C++ MSVC/GCC/Clang compilers bug

I discovered what appears to be a mind breaking bug in the 3 compilers from the title. The following code compiles with the latest versions of all three compilers using both the c++11 and c++14 standards, even though it really shouldn't as the "visit_detail" function is not visible to "main".

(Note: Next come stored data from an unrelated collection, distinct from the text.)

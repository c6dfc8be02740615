//! Background reconciliation of the outbox against the remote endpoints.
//!
//! Each entity type is its own partition with its own state machine
//! (`Idle → Draining → {Idle | BackingOff} → Draining …`), so a failing
//! journal endpoint never delays crisis interactions. Delivery is
//! at-least-once: a crash after the POST but before the synced flip causes a
//! duplicate retry with the same record ids, never a loss, and the remote
//! side deduplicates by id.

use std::collections::HashMap;
use std::sync::{Arc, Mutex};

use chrono::{DateTime, Duration, Utc};
use futures::future::join_all;
use serde_json::json;
use tracing::{debug, info, warn};
use url::Url;
use uuid::Uuid;

use crate::error::{EngineError, Result};
use crate::event::{EngineEvent, EventSender};
use crate::http::{Fetcher, Method, Request};
use crate::outbox::{EntityType, OutboxStore};

/// Per-partition drain state. Attempts and retry deadlines live only in
/// memory; a process restart simply starts the partition back at `Idle`.
#[derive(Debug, Clone, Copy, PartialEq, Eq)]
pub enum PartitionState {
  Idle,
  Draining,
  BackingOff {
    attempt: u32,
    next_retry_at: DateTime<Utc>,
  },
}

/// What one drain pass did for one partition.
#[derive(Debug, Clone, PartialEq, Eq)]
pub enum DrainOutcome {
  /// The whole batch was acknowledged.
  Synced { count: usize },
  /// Nothing was pending.
  Empty,
  /// The attempt failed; a retry is scheduled.
  Deferred {
    attempt: u32,
    retry_at: DateTime<Utc>,
  },
  /// Another drain of this partition is already in flight, or the partition
  /// is still inside its backoff window.
  Skipped,
}

#[derive(Debug, Clone)]
pub struct DrainReport {
  pub entity_type: EntityType,
  pub outcome: DrainOutcome,
}

/// Retry schedule: exponential from a base delay, capped.
#[derive(Debug, Clone, Copy)]
struct RetryPolicy {
  base: Duration,
  cap: Duration,
}

impl RetryPolicy {
  fn delay(&self, attempt: u32) -> Duration {
    // attempt 1 waits the base delay, each following attempt doubles it
    let shift = attempt.saturating_sub(1).min(16);
    let secs = self
      .base
      .num_seconds()
      .saturating_mul(1i64 << shift)
      .min(self.cap.num_seconds());
    Duration::seconds(secs)
  }
}

/// Bookkeeping for one partition. The attempt counter survives the
/// `Draining` state so consecutive failures keep widening the backoff.
#[derive(Debug, Clone, Copy)]
struct Partition {
  state: PartitionState,
  attempts: u32,
}

impl Default for Partition {
  fn default() -> Self {
    Self {
      state: PartitionState::Idle,
      attempts: 0,
    }
  }
}

pub struct SyncCoordinator {
  outbox: Arc<dyn OutboxStore>,
  fetcher: Arc<dyn Fetcher>,
  base_url: Url,
  retry: RetryPolicy,
  partitions: Mutex<HashMap<EntityType, Partition>>,
  events: EventSender,
}

impl SyncCoordinator {
  pub fn new(
    outbox: Arc<dyn OutboxStore>,
    fetcher: Arc<dyn Fetcher>,
    base_url: Url,
    retry_base_secs: u64,
    retry_cap_secs: u64,
    events: EventSender,
  ) -> Self {
    Self {
      outbox,
      fetcher,
      base_url,
      retry: RetryPolicy {
        base: Duration::seconds(retry_base_secs as i64),
        cap: Duration::seconds(retry_cap_secs.max(retry_base_secs) as i64),
      },
      partitions: Mutex::new(HashMap::new()),
      events,
    }
  }

  /// One reconciliation pass over every partition, run on a
  /// connectivity-restored signal or a periodic wake. Partitions drain
  /// concurrently and independently.
  pub async fn run(&self) -> Vec<DrainReport> {
    join_all(EntityType::ALL.iter().map(|t| self.drain(*t))).await
  }

  /// Current state of one partition.
  pub fn state(&self, entity_type: EntityType) -> PartitionState {
    self
      .partitions
      .lock()
      .ok()
      .and_then(|p| p.get(&entity_type).map(|partition| partition.state))
      .unwrap_or(PartitionState::Idle)
  }

  /// Drain one partition. Re-entrant: a second trigger while a drain is in
  /// flight, or before the backoff window has elapsed, is a no-op.
  pub async fn drain(&self, entity_type: EntityType) -> DrainReport {
    if !self.begin_drain(entity_type) {
      return DrainReport {
        entity_type,
        outcome: DrainOutcome::Skipped,
      };
    }

    let pending = match self.outbox.pending(entity_type) {
      Ok(pending) => pending,
      Err(err) => {
        warn!(%entity_type, %err, "could not read pending records");
        return self.defer(entity_type);
      }
    };

    if pending.is_empty() {
      self.settle(entity_type);
      return DrainReport {
        entity_type,
        outcome: DrainOutcome::Empty,
      };
    }

    let ids: Vec<Uuid> = pending.iter().map(|r| r.id).collect();
    debug!(%entity_type, count = ids.len(), "draining partition");

    match self.post_batch(entity_type, &pending).await {
      Ok(()) => {
        let now = Utc::now();
        // The synced flip happens strictly after the 2xx; a crash before
        // this point re-sends the same ids on the next trigger
        match self.outbox.mark_synced(&ids, now) {
          Ok(count) => {
            self.settle(entity_type);
            info!(%entity_type, count, "partition drained");
            let _ = self.events.send(EngineEvent::SyncCompleted { entity_type, count });
            DrainReport {
              entity_type,
              outcome: DrainOutcome::Synced { count },
            }
          }
          Err(err) => {
            warn!(%entity_type, %err, "batch acknowledged but synced flip failed");
            self.defer(entity_type)
          }
        }
      }
      Err(err) => {
        warn!(%entity_type, %err, "drain attempt failed");
        self.defer(entity_type)
      }
    }
  }

  /// Try to move the partition into `Draining`. Returns false when the
  /// partition is already draining or still backing off.
  fn begin_drain(&self, entity_type: EntityType) -> bool {
    let Ok(mut partitions) = self.partitions.lock() else {
      return false;
    };
    let partition = partitions.entry(entity_type).or_default();
    match partition.state {
      PartitionState::Draining => false,
      PartitionState::BackingOff { next_retry_at, .. } if Utc::now() < next_retry_at => false,
      _ => {
        partition.state = PartitionState::Draining;
        true
      }
    }
  }

  /// Return the partition to `Idle` and reset its attempt counter.
  fn settle(&self, entity_type: EntityType) {
    if let Ok(mut partitions) = self.partitions.lock() {
      let partition = partitions.entry(entity_type).or_default();
      partition.state = PartitionState::Idle;
      partition.attempts = 0;
    }
  }

  /// Schedule the next retry for a failed partition.
  fn defer(&self, entity_type: EntityType) -> DrainReport {
    let (attempt, retry_at) = match self.partitions.lock() {
      Ok(mut partitions) => {
        let partition = partitions.entry(entity_type).or_default();
        partition.attempts += 1;
        let attempt = partition.attempts;
        let retry_at = Utc::now() + self.retry.delay(attempt);
        partition.state = PartitionState::BackingOff {
          attempt,
          next_retry_at: retry_at,
        };
        (attempt, retry_at)
      }
      Err(_) => (1, Utc::now() + self.retry.delay(1)),
    };
    let _ = self.events.send(EngineEvent::SyncDeferred {
      entity_type,
      attempt,
      retry_at,
    });
    DrainReport {
      entity_type,
      outcome: DrainOutcome::Deferred { attempt, retry_at },
    }
  }

  async fn post_batch(
    &self,
    entity_type: EntityType,
    records: &[crate::outbox::OutboxRecord],
  ) -> Result<()> {
    let url = self.base_url.join(&entity_type.sync_path())?;
    let body = serde_json::to_vec(&json!({ "entries": records }))?;
    let request = Request::new(Method::Post, url)
      .with_header("content-type", "application/json")
      .with_body(body);

    let response = self.fetcher.fetch(&request).await?;
    if response.is_success() {
      Ok(())
    } else {
      Err(EngineError::SyncRejected {
        status: response.status,
      })
    }
  }
}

Correction: I was stupid, not actually a bug in GCC/Clang, seems to be a bug in my MSVC version tho.

#include <utility>
#include <iostream>
#include <type_traits>



namespace bug
{
    using namespace std;
    using size_t = unsigned long long;



    namespace detail
    {
        struct visit_stop_t {};
        constexpr bug::detail::visit_stop_t visit_stop = bug::detail::visit_stop_t();



        template <typename Visitor, typename First, typename... Tail>
        void visit_detail(Visitor&& vis, First&& first, Tail&&... tail)
        {
            // code, not necessairy to recreate bug
        }
    }


    template <typename Visitor, typename... Variants>
    void visit(Visitor&& vis, Variants&&... vars)
    {
        bug::detail::visit_detail(bug::forward<Visitor>(vis), bug::forward<Variants>(vars)..., bug::detail::visit_stop);
    }

    template <typename Visitor>
    void visit(Visitor&& vis) = delete;
}

using namespace bug;



// dummy variant, used to test the code
// code is never actually used in this version
template <typename... T>
struct variant
{
    static constexpr bug::size_t size() noexcept { return sizeof...(T); }


    constexpr variant(int) noexcept {}

    template <bug::size_t I>
    constexpr int get() const noexcept { return 5; }
};

// simple example visitor
// code is never actually used in this version
struct visitor
{
    int operator()(int x) { std::cout << x << std::endl; return x; }
    double operator()(double x) { std::cout << x << std::endl; return x; }
};



int main()
{
    visitor vis;
    variant<int, double> var = 5;

    // where the trouble is:
    visit_detail(vis, var, bug::detail::visit_stop);  // ADL: http://en.cppreference.com/w/cpp/language/adl
    visit_detail(vis, var);  // fails with GCC/Clang, no error with MSVC => MSVC bug maybe


    std::cout << "Press enter to continue . . . ";
    std::getchar();
    return 0;
}

Upvotes: 2

Views: 277

Answers (1)

Vittorio Romeo
Vittorio Romeo

Reputation: 93274

What you're experiencing is a C++ feature called argument-dependent lookup, or ADL for short. Basically, if you invoke a function f without explicitly qualifying it, the compiler will look for f in the namespaces of the arguments that you've passed.

This is what allows operator<< for IO streams to work without requiring qualifications:

std::cout << 100; // finds std::operator<<(std::ostream&, int);

In your particular case, the argument bug::detail::visit_stop is making the compiler look for visit_detail inside the bug::detail namespace.